LIANE HANSEN, host:
This is WEEKEND EDITION from NPR News. I'm Liane Hansen.
And joining us is puzzlemaster Will Shortz. Hey, Will.
WILL SHORTZ: Hi, Liane.
HANSEN: How are you holding up? Are you getting a snowpocalypse up there in New York the way we are in Washington?
SHORTZ: No. I think the storm has gone south of us.
HANSEN: Oh, lucky.
SHORTZ: So, you're the one who got smacked.
HANSEN: Lucky you, lucky you. Yeah, we've been having pajama parties here for the past couple of days. All right. But now we want to play. This is the fun portion of our program. And first of all, we have to start with the challenge you gave us last week.
SHORTZ: Yes. I said it involved four words: croquet, lunette, Renoir and turnstile. I said they were all two syllable words, but besides that they all have something unusual in common - a property that virtually no other word has. I asked what property is it? And as a hint I said: Think phonetically.

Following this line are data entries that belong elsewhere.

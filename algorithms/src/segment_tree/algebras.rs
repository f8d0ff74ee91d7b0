//! Ready to use algebras for [LazySegmentTree](super::LazySegmentTree).

use common::LazyAlgebra;
use derive_more::Add;

/// A sum together with the number of positions it covers.
/// The count is needed by modifications whose effect on a sum depends on the size of a range.
#[derive(Debug, Clone, Copy, Default, PartialEq, Eq, Add)]
pub struct SumCount {
    /// The sum of all values.
    pub sum: i64,
    /// The number of values summed.
    pub count: i64,
}

impl SumCount {
    /// The aggregate of a single position holding `value`.
    pub fn single(value: i64) -> Self {
        Self {
            sum: value,
            count: 1,
        }
    }
}

/// Range sums with "add `k` to every position" modifications.
#[derive(Debug, Clone, Copy)]
pub struct SumAdd;

impl LazyAlgebra for SumAdd {
    type Value = SumCount;
    type Modification = i64;

    fn neutral() -> SumCount {
        SumCount::default()
    }
    fn identity() -> i64 {
        0
    }
    fn combine(left: &SumCount, right: &SumCount) -> SumCount {
        *left + *right
    }
    fn compose(outer: &i64, inner: &i64) -> i64 {
        outer + inner
    }
    fn apply(modification: &i64, value: &SumCount) -> SumCount {
        SumCount {
            sum: value.sum + modification * value.count,
            count: value.count,
        }
    }
}

/// Range sums with "set every position to `v`" modifications.
/// `None` is the modification which leaves everything as is.
#[derive(Debug, Clone, Copy)]
pub struct SumAssign;

impl LazyAlgebra for SumAssign {
    type Value = SumCount;
    type Modification = Option<i64>;

    fn neutral() -> SumCount {
        SumCount::default()
    }
    fn identity() -> Option<i64> {
        None
    }
    fn combine(left: &SumCount, right: &SumCount) -> SumCount {
        *left + *right
    }
    fn compose(outer: &Option<i64>, inner: &Option<i64>) -> Option<i64> {
        outer.or(*inner)
    }
    fn apply(modification: &Option<i64>, value: &SumCount) -> SumCount {
        match modification {
            Some(assigned) => SumCount {
                sum: assigned * value.count,
                count: value.count,
            },
            None => *value,
        }
    }
}

/// Range minima with "add `k` to every position" modifications.
/// `None` is the minimum of no positions at all. Shifts saturate at the bounds of `i64`.
#[derive(Debug, Clone, Copy)]
pub struct MinAdd;

impl LazyAlgebra for MinAdd {
    type Value = Option<i64>;
    type Modification = i64;

    fn neutral() -> Option<i64> {
        None
    }
    fn identity() -> i64 {
        0
    }
    fn combine(left: &Option<i64>, right: &Option<i64>) -> Option<i64> {
        match (left, right) {
            (Some(l), Some(r)) => Some(*l.min(r)),
            (Some(v), None) | (None, Some(v)) => Some(*v),
            (None, None) => None,
        }
    }
    fn compose(outer: &i64, inner: &i64) -> i64 {
        outer.saturating_add(*inner)
    }
    fn apply(modification: &i64, value: &Option<i64>) -> Option<i64> {
        value.map(|v| v.saturating_add(*modification))
    }
}

/// Range maxima with "add `k` to every position" modifications.
/// `None` is the maximum of no positions at all. Shifts saturate at the bounds of `i64`.
#[derive(Debug, Clone, Copy)]
pub struct MaxAdd;

impl LazyAlgebra for MaxAdd {
    type Value = Option<i64>;
    type Modification = i64;

    fn neutral() -> Option<i64> {
        None
    }
    fn identity() -> i64 {
        0
    }
    fn combine(left: &Option<i64>, right: &Option<i64>) -> Option<i64> {
        // None < Some(_), so max already skips missing values.
        *left.max(right)
    }
    fn compose(outer: &i64, inner: &i64) -> i64 {
        outer.saturating_add(*inner)
    }
    fn apply(modification: &i64, value: &Option<i64>) -> Option<i64> {
        value.map(|v| v.saturating_add(*modification))
    }
}

/// The prime all [AffineSum] arithmetic is done modulo.
pub const AFFINE_MODULUS: u64 = 998_244_353;

/// An affine map `x -> a * x + b` modulo [AFFINE_MODULUS].
#[derive(Debug, Clone, Copy, PartialEq, Eq)]
pub struct Affine {
    /// The factor `a`.
    pub factor: u64,
    /// The summand `b`.
    pub summand: u64,
}

impl Affine {
    /// Creates `x -> factor * x + summand`, reducing both modulo [AFFINE_MODULUS].
    pub fn new(factor: u64, summand: u64) -> Self {
        Self {
            factor: factor % AFFINE_MODULUS,
            summand: summand % AFFINE_MODULUS,
        }
    }
}

/// A sum modulo [AFFINE_MODULUS] together with the number of positions it covers.
#[derive(Debug, Clone, Copy, Default, PartialEq, Eq)]
pub struct ModularSum {
    /// The sum of all values modulo [AFFINE_MODULUS].
    pub sum: u64,
    /// The number of values summed, modulo [AFFINE_MODULUS].
    pub count: u64,
}

impl ModularSum {
    /// The aggregate of a single position holding `value`.
    pub fn single(value: u64) -> Self {
        Self {
            sum: value % AFFINE_MODULUS,
            count: 1,
        }
    }
}

fn mul_mod(a: u64, b: u64) -> u64 {
    a * b % AFFINE_MODULUS
}

fn add_mod(a: u64, b: u64) -> u64 {
    (a + b) % AFFINE_MODULUS
}

/// Range sums with "replace every `x` by `a * x + b`" modifications, everything modulo [AFFINE_MODULUS].
/// Unlike the other algebras, modifications here do not commute.
#[derive(Debug, Clone, Copy)]
pub struct AffineSum;

impl LazyAlgebra for AffineSum {
    type Value = ModularSum;
    type Modification = Affine;

    fn neutral() -> ModularSum {
        ModularSum::default()
    }
    fn identity() -> Affine {
        Affine::new(1, 0)
    }
    fn combine(left: &ModularSum, right: &ModularSum) -> ModularSum {
        ModularSum {
            sum: add_mod(left.sum, right.sum),
            count: add_mod(left.count, right.count),
        }
    }
    fn compose(outer: &Affine, inner: &Affine) -> Affine {
        // outer(inner(x)) = oa * (ia * x + ib) + ob
        Affine {
            factor: mul_mod(outer.factor, inner.factor),
            summand: add_mod(mul_mod(outer.factor, inner.summand), outer.summand),
        }
    }
    fn apply(modification: &Affine, value: &ModularSum) -> ModularSum {
        ModularSum {
            sum: add_mod(
                mul_mod(modification.factor, value.sum),
                mul_mod(modification.summand, value.count),
            ),
            count: value.count,
        }
    }
}

#[cfg(test)]
mod tests {
    use super::*;

    #[test]
    fn assignment_composes_to_the_outer_one() {
        assert_eq!(SumAssign::compose(&Some(3), &Some(7)), Some(3));
        assert_eq!(SumAssign::compose(&None, &Some(7)), Some(7));
        let value = SumAssign::apply(&Some(2), &SumCount { sum: 10, count: 4 });
        assert_eq!(value, SumCount { sum: 8, count: 4 });
    }

    #[test]
    fn extremum_neutrals_are_never_shifted() {
        assert_eq!(MinAdd::apply(&-5, &MinAdd::neutral()), MinAdd::neutral());
        assert_eq!(MaxAdd::apply(&5, &MaxAdd::neutral()), MaxAdd::neutral());
        assert_eq!(
            MinAdd::combine(&MinAdd::apply(&-5, &Some(3)), &MinAdd::neutral()),
            Some(-2)
        );
    }

    #[test]
    fn extreme_values_stay_values() {
        assert_eq!(
            MinAdd::combine(&Some(i64::MAX), &MinAdd::neutral()),
            Some(i64::MAX)
        );
        assert_eq!(
            MaxAdd::combine(&MaxAdd::neutral(), &Some(i64::MIN)),
            Some(i64::MIN)
        );
        assert_eq!(MaxAdd::apply(&1, &Some(i64::MAX)), Some(i64::MAX));
        assert_eq!(MinAdd::apply(&-1, &Some(i64::MIN)), Some(i64::MIN));
        assert_eq!(MinAdd::apply(&MinAdd::compose(&i64::MAX, &1), &Some(0)), Some(i64::MAX));
    }

    #[test]
    fn affine_composition_applies_inner_first() {
        let double = Affine::new(2, 0);
        let increment = Affine::new(1, 1);
        let value = ModularSum::single(5);
        // (5 + 1) * 2
        assert_eq!(
            AffineSum::apply(&AffineSum::compose(&double, &increment), &value).sum,
            12
        );
        // 5 * 2 + 1
        assert_eq!(
            AffineSum::apply(&AffineSum::compose(&increment, &double), &value).sum,
            11
        );
    }

    #[test]
    fn affine_stays_reduced() {
        let big = Affine::new(AFFINE_MODULUS - 1, AFFINE_MODULUS - 1);
        let value = AffineSum::apply(&big, &ModularSum::single(1));
        // -1 * 1 - 1 = -2
        assert_eq!(value.sum, AFFINE_MODULUS - 2);
    }
}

HANSEN: Right, right. And that was the only way to think about this. What was the answer?
SHORTZ: Well, if you take the first syllable of each word, it sounds like a bird - crow, loon, wren and tern.
HANSEN: We had more than 1,000 entries this week. Our randomly selected winner is Michael Coyne from Boston, Massachusetts. Hi, Michael.
Mr. MICHAEL COYNE: Hi, Liane.
HANSEN: How are you doing?
Mr. COYNE: I'm doing great.
HANSEN: How long did it take you to solve this?
Mr. COYNE: Not too long. As soon as I sort of spelled them out phonetically, just sort of popped up.
HANSEN: Good for you. How long have you been playing our on-air puzzle?
Mr. COYNE: On and off for about 10 years.
HANSEN: And you've been submitting entries for that amount of time?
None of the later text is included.